#### Input for this task:
*-*-*

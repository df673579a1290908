//! Collab relay: standalone WebSocket relay for shared session documents.
//!
//! Environment:
//! - `COLLAB_BIND_ADDR` (default `127.0.0.1:9090`)
//! - `COLLAB_STORAGE_PATH` (unset = in-memory rooms)
//! - `COLLAB_SNAPSHOT_INTERVAL_SECS`, `COLLAB_EVICT_GRACE_SECS`
//! - `RUST_LOG` for log filtering

use log::{info, warn};
use std::path::PathBuf;
use std::time::Duration;

use tutor_collab::{RelayConfig, RelayServer};

fn env_secs(name: &str) -> Option<Duration> {
    let raw = std::env::var(name).ok()?;
    match raw.parse::<u64>() {
        Ok(secs) => Some(Duration::from_secs(secs)),
        Err(e) => {
            warn!("Ignoring {name}={raw}: {e}");
            None
        }
    }
}

fn config_from_env() -> RelayConfig {
    let mut config = RelayConfig::default();
    if let Ok(addr) = std::env::var("COLLAB_BIND_ADDR") {
        config.bind_addr = addr;
    }
    config.storage_path = std::env::var_os("COLLAB_STORAGE_PATH").map(PathBuf::from);
    if let Some(interval) = env_secs("COLLAB_SNAPSHOT_INTERVAL_SECS") {
        config.room.snapshot_interval = interval;
    }
    if let Some(grace) = env_secs("COLLAB_EVICT_GRACE_SECS") {
        config.room.evict_grace = grace;
    }
    config
}

#[tokio::main]
async fn main() -> Result<(), Box<dyn std::error::Error + Send + Sync>> {
    env_logger::init();

    let config = config_from_env();
    info!(
        "Starting collab relay (storage: {})",
        config
            .storage_path
            .as_ref()
            .map_or_else(|| "in-memory".to_string(), |p| p.display().to_string())
    );

    let server = RelayServer::new(config)?;
    server.run().await
}
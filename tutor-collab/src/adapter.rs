//! Boundary between a text widget and the sync client.
//!
//! The widget reports edits by visible position; the adapter turns them into
//! CRDT operations through the client. Remote changes and presence changes
//! come back as render callbacks on an [`EditorView`].

use log::{debug, info, warn};
use std::ops::Range;
use std::sync::Arc;
use tokio::sync::mpsc;

use crate::client::SyncClient;
use crate::error::SyncError;
use crate::presence::{AwarenessPatch, PeerPresence};
use crate::session::{ConnectionStatus, SessionEvent};

/// Rendering side of an editor.
pub trait EditorView {
    /// The document text changed because of a remote edit.
    fn on_remote_content_changed(&mut self, text: &str);

    /// The set of remote peers or their cursors changed.
    fn on_presence_changed(&mut self, peers: &[PeerPresence]);

    fn on_status_changed(&mut self, _status: ConnectionStatus) {}
}

/// Feeds widget edits into a [`SyncClient`] and session events into a view.
pub struct LocalEditAdapter<V> {
    client: Arc<SyncClient>,
    view: V,
}

impl<V: EditorView> LocalEditAdapter<V> {
    pub fn new(client: Arc<SyncClient>, view: V) -> Self {
        Self { client, view }
    }

    /// The user typed `text` at visible position `pos`.
    pub fn on_local_insert(&mut self, pos: usize, text: &str) -> Result<(), SyncError> {
        if text.is_empty() {
            return Ok(());
        }
        self.client.insert_text(pos, text)
    }

    /// The user deleted the visible positions in `range`.
    pub fn on_local_delete(&mut self, range: Range<usize>) -> Result<(), SyncError> {
        if range.is_empty() {
            return Ok(());
        }
        self.client.delete_range(range)
    }

    /// The caret moved; a collapsed selection clears the selection field.
    pub fn on_local_cursor(&mut self, pos: usize, selection: Option<Range<usize>>) {
        let patch = AwarenessPatch::new().cursor_pos(pos as u64);
        let patch = match selection {
            Some(range) if !range.is_empty() => patch.selection(range.start as u64, range.end as u64),
            _ => patch.clear_selection(),
        };
        self.client.set_presence(patch);
    }

    /// Route one session event to the view.
    pub fn handle_event(&mut self, event: &SessionEvent) {
        match event {
            SessionEvent::RemoteChange(_) => {
                self.view.on_remote_content_changed(&self.client.text());
            }
            SessionEvent::Presence(_) => {
                self.view.on_presence_changed(&self.client.peers());
            }
            SessionEvent::StatusChanged(status) => self.view.on_status_changed(*status),
            SessionEvent::SessionReset => {
                info!("Room {} was reset by the relay", self.client.room_key());
                self.view.on_remote_content_changed(&self.client.text());
            }
            SessionEvent::ManualReconnectRequired { queued } => {
                warn!("{queued} edits unacknowledged; reconnect needed before editing further");
            }
            SessionEvent::ReconnectFailed { attempts } => {
                warn!("Gave up reconnecting after {attempts} attempts");
            }
        }
    }

    /// Drive the view until the event channel closes.
    pub async fn run(mut self, mut events: mpsc::UnboundedReceiver<SessionEvent>) -> V {
        while let Some(event) = events.recv().await {
            self.handle_event(&event);
        }
        debug!("Event channel closed, adapter stopping");
        self.view
    }

    pub fn client(&self) -> &Arc<SyncClient> {
        &self.client
    }

    pub fn view(&self) -> &V {
        &self.view
    }
}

*-*-*

Write every line of the entries again, word for word.

repository df673579a1290908
//! Collab relay: standalone WebSocket relay for shared session documents.
//!
//! Environment:
//! - `COLLAB_BIND_ADDR` (default `127.0.0.1:9090`)
//! - `COLLAB_STORAGE_PATH` (unset = in-memory rooms)
//! - `COLLAB_SNAPSHOT_INTERVAL_SECS`, `COLLAB_EVICT_GRACE_SECS`
//! - `RUST_LOG` for log filtering

use log::{info, warn};
use std::path::PathBuf;
use std::time::Duration;

use tutor_collab::{RelayConfig, RelayServer};

fn env_secs(name: &str) -> Option<Duration> {
    let raw = std::env::var(name).ok()?;
    match raw.parse::<u64>() {
        Ok(secs) => Some(Duration::from_secs(secs)),
        Err(e) => {
            warn!("Ignoring {name}={raw}: {e}");
            None
        }
    }
}

fn config_from_env() -> RelayConfig {
    let mut config = RelayConfig::default();
    if let Ok(addr) = std::env::var("COLLAB_BIND_ADDR") {
        config.bind_addr = addr;
    }
    config.storage_path = std::env::var_os("COLLAB_STORAGE_PATH").map(PathBuf::from);
    if let Some(interval) = env_secs("COLLAB_SNAPSHOT_INTERVAL_SECS") {
        config.room.snapshot_interval = interval;
    }
    if let Some(grace) = env_secs("COLLAB_EVICT_GRACE_SECS") {
        config.room.evict_grace = grace;
    }
    config
}

#[tokio::main]
async fn main() -> Result<(), Box<dyn std::error::Error + Send + Sync>> {
    env_logger::init();

    let config = config_from_env();
    info!(
        "Starting collab relay (storage: {})",
        config
            .storage_path
            .as_ref()
            .map_or_else(|| "in-memory".to_string(), |p| p.display().to_string())
    );

    let server = RelayServer::new(config)?;
    server.run().await
}
filename tutor-collab/src/adapter.rs
//! Boundary between a text widget and the sync client.
//!
//! The widget reports edits by visible position; the adapter turns them into
//! CRDT operations through the client. Remote changes and presence changes
//! come back as render callbacks on an [`EditorView`].

use log::{debug, info, warn};
use std::ops::Range;
use std::sync::Arc;
use tokio::sync::mpsc;

use crate::client::SyncClient;
use crate::error::SyncError;
use crate::presence::{AwarenessPatch, PeerPresence};
use crate::session::{ConnectionStatus, SessionEvent};

/// Rendering side of an editor.
pub trait EditorView {
    /// The document text changed because of a remote edit.
    fn on_remote_content_changed(&mut self, text: &str);

    /// The set of remote peers or their cursors changed.
    fn on_presence_changed(&mut self, peers: &[PeerPresence]);

    fn on_status_changed(&mut self, _status: ConnectionStatus) {}
}

/// Feeds widget edits into a [`SyncClient`] and session events into a view.
pub struct LocalEditAdapter<V> {
    client: Arc<SyncClient>,
    view: V,
}

impl<V: EditorView> LocalEditAdapter<V> {
    pub fn new(client: Arc<SyncClient>, view: V) -> Self {
        Self { client, view }
    }

    /// The user typed `text` at visible position `pos`.
    pub fn on_local_insert(&mut self, pos: usize, text: &str) -> Result<(), SyncError> {
        if text.is_empty() {
            return Ok(());
        }
        self.client.insert_text(pos, text)
    }

    /// The user deleted the visible positions in `range`.
    pub fn on_local_delete(&mut self, range: Range<usize>) -> Result<(), SyncError> {
        if range.is_empty() {
            return Ok(());
        }
        self.client.delete_range(range)
    }

    /// The caret moved; a collapsed selection clears the selection field.
    pub fn on_local_cursor(&mut self, pos: usize, selection: Option<Range<usize>>) {
        let patch = AwarenessPatch::new().cursor_pos(pos as u64);
        let patch = match selection {
            Some(range) if !range.is_empty() => patch.selection(range.start as u64, range.end as u64),
            _ => patch.clear_selection(),
        };
        self.client.set_presence(patch);
    }

    /// Route one session event to the view.
    pub fn handle_event(&mut self, event: &SessionEvent) {
        match event {
            SessionEvent::RemoteChange(_) => {
                self.view.on_remote_content_changed(&self.client.text());
            }
            SessionEvent::Presence(_) => {
                self.view.on_presence_changed(&self.client.peers());
            }
            SessionEvent::StatusChanged(status) => self.view.on_status_changed(*status),
            SessionEvent::SessionReset => {
                info!("Room {} was reset by the relay", self.client.room_key());
                self.view.on_remote_content_changed(&self.client.text());
            }
            SessionEvent::ManualReconnectRequired { queued } => {
                warn!("{queued} edits unacknowledged; reconnect needed before editing further");
            }
            SessionEvent::ReconnectFailed { attempts } => {
                warn!("Gave up reconnecting after {attempts} attempts");
            }
        }
    }

    /// Drive the view until the event channel closes.
    pub async fn run(mut self, mut events: mpsc::UnboundedReceiver<SessionEvent>) -> V {
        while let Some(event) = events.recv().await {
            self.handle_event(&event);
        }
        debug!("Event channel closed, adapter stopping");
        self.view
    }

    pub fn client(&self) -> &Arc<SyncClient> {
        &self.client
    }

    pub fn view(&self) -> &V {
        &self.view
    }
}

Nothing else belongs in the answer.